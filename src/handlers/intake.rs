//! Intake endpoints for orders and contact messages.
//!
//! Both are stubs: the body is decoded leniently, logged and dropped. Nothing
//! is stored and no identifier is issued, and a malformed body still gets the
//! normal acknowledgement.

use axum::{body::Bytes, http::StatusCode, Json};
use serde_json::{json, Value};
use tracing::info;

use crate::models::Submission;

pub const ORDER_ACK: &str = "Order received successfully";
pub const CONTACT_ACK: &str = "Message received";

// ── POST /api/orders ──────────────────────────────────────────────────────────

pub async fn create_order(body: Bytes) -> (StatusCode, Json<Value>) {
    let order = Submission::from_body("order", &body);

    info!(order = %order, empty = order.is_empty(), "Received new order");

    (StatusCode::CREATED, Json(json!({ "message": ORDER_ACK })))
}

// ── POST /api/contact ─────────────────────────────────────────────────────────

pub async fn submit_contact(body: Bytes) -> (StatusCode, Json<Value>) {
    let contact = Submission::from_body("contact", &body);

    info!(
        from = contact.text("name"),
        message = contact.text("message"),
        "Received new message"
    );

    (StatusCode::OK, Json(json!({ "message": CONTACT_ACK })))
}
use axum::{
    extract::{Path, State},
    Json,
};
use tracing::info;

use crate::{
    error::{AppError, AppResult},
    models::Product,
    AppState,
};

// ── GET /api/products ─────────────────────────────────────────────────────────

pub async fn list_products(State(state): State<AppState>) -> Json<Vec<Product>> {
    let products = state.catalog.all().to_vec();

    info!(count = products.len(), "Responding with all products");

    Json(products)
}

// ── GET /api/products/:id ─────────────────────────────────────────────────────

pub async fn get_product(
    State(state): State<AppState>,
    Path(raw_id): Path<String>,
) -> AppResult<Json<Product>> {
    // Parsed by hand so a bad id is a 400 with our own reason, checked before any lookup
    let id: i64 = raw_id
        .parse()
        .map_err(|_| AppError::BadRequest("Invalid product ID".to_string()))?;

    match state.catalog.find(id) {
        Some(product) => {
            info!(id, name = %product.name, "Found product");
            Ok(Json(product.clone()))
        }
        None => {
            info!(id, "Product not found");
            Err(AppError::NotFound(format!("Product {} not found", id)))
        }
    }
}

--------------------------------------------------

Directions for this task | Whenever the string "with" shows up on a line of the listing, copy that line.

The completed task |
    info!(count = products.len(), "Responding with all products");
    // Parsed by hand so a bad id is a 400 with our own reason, checked before any lookup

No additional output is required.